[Start of Attachment]
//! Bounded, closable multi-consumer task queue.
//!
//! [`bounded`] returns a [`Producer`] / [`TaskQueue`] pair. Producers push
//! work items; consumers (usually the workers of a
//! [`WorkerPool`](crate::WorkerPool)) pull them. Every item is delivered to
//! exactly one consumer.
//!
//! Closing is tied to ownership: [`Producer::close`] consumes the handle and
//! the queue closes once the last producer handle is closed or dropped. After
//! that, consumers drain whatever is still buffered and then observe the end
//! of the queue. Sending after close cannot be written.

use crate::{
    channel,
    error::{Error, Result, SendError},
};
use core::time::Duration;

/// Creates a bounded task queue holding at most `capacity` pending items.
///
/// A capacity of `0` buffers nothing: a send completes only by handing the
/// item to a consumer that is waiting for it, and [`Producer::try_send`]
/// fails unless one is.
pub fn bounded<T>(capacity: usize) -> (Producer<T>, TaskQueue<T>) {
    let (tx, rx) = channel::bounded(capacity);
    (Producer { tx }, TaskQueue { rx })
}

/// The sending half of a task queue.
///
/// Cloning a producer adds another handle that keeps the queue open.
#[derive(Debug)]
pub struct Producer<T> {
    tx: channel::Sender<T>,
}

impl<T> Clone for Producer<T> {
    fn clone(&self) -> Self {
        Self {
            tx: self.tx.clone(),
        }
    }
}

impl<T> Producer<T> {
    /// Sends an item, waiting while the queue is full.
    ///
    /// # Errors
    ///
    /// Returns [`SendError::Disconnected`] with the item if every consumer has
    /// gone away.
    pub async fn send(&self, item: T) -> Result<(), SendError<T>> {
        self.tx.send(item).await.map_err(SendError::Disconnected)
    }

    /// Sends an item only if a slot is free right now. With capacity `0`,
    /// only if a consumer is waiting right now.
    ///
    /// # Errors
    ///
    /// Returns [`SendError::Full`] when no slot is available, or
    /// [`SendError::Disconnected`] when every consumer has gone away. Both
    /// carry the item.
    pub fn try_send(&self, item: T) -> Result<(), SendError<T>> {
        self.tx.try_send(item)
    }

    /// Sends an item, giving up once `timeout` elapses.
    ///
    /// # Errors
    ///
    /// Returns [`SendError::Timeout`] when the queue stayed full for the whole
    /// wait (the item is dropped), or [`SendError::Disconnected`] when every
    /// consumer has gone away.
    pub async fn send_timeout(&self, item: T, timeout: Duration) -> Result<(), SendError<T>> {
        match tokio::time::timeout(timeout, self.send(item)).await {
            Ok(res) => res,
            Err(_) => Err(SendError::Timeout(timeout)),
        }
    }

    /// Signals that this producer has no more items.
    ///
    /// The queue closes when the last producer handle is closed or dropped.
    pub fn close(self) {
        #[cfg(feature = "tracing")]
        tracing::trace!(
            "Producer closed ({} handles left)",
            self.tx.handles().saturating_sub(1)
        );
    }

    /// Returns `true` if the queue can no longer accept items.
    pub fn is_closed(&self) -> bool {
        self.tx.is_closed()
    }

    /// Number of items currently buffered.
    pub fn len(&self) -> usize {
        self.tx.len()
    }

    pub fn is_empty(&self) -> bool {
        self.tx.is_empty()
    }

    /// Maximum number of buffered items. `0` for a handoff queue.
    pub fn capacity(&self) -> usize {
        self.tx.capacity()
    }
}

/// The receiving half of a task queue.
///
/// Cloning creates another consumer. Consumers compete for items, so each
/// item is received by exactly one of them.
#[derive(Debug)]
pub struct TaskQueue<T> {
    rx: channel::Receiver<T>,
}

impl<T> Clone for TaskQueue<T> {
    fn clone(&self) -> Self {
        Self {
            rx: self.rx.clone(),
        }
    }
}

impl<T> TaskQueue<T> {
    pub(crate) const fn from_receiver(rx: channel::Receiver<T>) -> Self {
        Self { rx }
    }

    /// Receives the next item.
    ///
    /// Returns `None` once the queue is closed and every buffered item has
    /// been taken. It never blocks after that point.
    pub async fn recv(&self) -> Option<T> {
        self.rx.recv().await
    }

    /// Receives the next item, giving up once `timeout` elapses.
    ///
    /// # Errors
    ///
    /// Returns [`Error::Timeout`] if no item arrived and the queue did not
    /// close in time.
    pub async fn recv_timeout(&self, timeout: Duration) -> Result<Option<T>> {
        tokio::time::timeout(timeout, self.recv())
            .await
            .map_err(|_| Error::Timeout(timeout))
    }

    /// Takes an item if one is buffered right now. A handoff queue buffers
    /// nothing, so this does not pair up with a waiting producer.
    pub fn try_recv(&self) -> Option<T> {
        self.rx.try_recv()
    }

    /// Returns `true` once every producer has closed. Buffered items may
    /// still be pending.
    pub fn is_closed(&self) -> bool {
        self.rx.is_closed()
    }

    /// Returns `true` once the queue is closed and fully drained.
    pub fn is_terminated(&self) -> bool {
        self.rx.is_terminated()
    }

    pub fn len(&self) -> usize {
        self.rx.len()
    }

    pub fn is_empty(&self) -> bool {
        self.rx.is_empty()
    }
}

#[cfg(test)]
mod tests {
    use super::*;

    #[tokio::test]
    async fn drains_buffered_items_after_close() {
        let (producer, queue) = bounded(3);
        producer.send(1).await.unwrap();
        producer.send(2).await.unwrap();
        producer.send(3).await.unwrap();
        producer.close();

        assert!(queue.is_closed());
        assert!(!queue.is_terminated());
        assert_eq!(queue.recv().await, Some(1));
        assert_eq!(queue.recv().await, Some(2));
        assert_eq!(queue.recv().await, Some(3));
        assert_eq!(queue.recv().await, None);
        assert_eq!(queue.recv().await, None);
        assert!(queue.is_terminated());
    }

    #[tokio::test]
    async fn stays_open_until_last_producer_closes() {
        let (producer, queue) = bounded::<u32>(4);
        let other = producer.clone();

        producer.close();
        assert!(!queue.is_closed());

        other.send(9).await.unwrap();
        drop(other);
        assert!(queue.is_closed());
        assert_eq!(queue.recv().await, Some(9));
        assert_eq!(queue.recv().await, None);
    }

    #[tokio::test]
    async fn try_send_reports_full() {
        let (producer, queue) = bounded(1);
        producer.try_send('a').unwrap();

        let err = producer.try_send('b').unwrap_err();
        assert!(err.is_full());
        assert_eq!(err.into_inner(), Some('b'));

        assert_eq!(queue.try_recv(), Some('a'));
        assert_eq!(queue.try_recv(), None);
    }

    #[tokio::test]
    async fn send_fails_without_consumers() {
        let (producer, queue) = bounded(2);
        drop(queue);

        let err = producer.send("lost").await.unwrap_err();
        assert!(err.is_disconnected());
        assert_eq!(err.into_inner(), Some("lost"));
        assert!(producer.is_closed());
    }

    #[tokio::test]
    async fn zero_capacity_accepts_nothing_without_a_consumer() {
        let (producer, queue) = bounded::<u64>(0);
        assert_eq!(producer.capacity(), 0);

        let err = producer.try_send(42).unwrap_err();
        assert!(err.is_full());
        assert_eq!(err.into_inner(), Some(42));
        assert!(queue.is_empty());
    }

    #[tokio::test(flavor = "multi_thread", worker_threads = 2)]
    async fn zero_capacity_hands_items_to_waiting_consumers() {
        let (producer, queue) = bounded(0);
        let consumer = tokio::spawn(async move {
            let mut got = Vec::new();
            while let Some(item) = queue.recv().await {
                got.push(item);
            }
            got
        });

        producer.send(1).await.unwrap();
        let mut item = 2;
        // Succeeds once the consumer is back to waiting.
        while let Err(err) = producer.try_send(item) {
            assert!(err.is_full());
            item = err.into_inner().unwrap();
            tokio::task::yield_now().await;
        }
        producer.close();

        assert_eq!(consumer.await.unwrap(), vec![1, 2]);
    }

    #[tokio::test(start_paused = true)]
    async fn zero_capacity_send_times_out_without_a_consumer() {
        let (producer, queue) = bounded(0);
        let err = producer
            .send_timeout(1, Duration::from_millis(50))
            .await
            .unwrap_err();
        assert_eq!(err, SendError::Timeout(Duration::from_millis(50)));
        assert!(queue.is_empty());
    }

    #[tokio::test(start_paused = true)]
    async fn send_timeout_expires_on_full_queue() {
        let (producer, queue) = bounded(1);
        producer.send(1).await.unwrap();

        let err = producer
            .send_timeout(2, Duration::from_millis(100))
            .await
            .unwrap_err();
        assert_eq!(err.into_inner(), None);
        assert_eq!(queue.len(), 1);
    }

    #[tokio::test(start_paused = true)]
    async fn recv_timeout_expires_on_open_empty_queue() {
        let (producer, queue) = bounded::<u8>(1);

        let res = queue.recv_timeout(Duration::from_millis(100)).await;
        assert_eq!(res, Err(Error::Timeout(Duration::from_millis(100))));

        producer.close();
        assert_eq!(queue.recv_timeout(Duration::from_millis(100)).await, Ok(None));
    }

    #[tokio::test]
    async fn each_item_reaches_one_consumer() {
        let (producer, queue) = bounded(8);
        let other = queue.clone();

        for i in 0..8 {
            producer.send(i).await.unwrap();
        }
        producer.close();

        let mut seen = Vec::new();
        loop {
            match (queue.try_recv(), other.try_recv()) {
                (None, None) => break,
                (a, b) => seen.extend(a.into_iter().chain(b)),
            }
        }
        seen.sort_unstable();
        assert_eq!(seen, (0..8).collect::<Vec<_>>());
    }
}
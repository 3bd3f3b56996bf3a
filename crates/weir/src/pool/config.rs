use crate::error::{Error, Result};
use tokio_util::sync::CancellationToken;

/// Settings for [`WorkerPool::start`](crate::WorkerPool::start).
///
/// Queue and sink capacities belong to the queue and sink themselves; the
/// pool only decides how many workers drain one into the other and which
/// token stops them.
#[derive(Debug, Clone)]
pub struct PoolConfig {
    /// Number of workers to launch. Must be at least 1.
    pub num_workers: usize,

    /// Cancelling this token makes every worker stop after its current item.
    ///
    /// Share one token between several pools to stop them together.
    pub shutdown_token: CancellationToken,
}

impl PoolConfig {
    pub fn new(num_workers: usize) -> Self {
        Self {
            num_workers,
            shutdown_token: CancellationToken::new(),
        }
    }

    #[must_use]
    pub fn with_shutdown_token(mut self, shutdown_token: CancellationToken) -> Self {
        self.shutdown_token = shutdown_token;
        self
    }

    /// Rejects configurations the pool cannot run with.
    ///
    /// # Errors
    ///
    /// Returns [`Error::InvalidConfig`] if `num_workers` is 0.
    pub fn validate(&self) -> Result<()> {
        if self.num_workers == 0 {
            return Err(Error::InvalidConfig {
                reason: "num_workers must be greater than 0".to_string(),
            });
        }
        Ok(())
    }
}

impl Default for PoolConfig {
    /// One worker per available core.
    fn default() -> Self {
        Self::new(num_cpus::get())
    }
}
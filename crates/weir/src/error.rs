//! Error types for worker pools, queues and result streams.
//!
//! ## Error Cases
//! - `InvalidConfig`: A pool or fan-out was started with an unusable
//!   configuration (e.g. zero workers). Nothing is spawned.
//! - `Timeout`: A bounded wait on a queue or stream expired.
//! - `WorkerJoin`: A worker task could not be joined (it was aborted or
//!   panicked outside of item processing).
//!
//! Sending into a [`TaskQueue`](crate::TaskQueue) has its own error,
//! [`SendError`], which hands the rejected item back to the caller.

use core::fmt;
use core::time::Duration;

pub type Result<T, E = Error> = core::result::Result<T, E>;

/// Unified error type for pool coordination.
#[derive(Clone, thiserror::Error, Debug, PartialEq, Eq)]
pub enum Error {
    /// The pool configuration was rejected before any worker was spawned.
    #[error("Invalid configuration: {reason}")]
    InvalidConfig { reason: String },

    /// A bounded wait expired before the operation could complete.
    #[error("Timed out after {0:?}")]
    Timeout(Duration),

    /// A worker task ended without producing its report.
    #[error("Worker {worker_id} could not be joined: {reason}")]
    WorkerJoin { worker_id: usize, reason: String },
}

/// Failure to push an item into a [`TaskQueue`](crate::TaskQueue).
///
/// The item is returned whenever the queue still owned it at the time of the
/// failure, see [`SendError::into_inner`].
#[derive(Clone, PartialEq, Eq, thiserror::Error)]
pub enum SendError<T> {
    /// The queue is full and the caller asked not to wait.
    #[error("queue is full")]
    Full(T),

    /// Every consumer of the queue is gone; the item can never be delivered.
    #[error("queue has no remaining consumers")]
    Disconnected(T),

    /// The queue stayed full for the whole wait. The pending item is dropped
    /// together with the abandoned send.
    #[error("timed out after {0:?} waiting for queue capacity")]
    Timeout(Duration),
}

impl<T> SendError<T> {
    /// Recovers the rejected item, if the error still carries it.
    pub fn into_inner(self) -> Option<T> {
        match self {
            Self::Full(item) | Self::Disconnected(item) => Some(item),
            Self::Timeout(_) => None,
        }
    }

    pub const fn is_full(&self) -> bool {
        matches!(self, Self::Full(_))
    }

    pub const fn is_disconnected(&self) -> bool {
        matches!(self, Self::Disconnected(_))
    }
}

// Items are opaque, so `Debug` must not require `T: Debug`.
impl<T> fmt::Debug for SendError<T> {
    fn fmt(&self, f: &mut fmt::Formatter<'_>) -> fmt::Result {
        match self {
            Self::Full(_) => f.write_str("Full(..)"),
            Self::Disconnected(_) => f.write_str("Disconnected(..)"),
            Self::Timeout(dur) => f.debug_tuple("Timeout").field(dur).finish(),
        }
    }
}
[End of Attachment]
> INSTRUCTIONS FOR THE TASK
Where a line in the records above contains the string "Receiver", copy that line.

> OUTPUT BELOW
    rx: channel::Receiver<T>,
    pub(crate) const fn from_receiver(rx: channel::Receiver<T>) -> Self {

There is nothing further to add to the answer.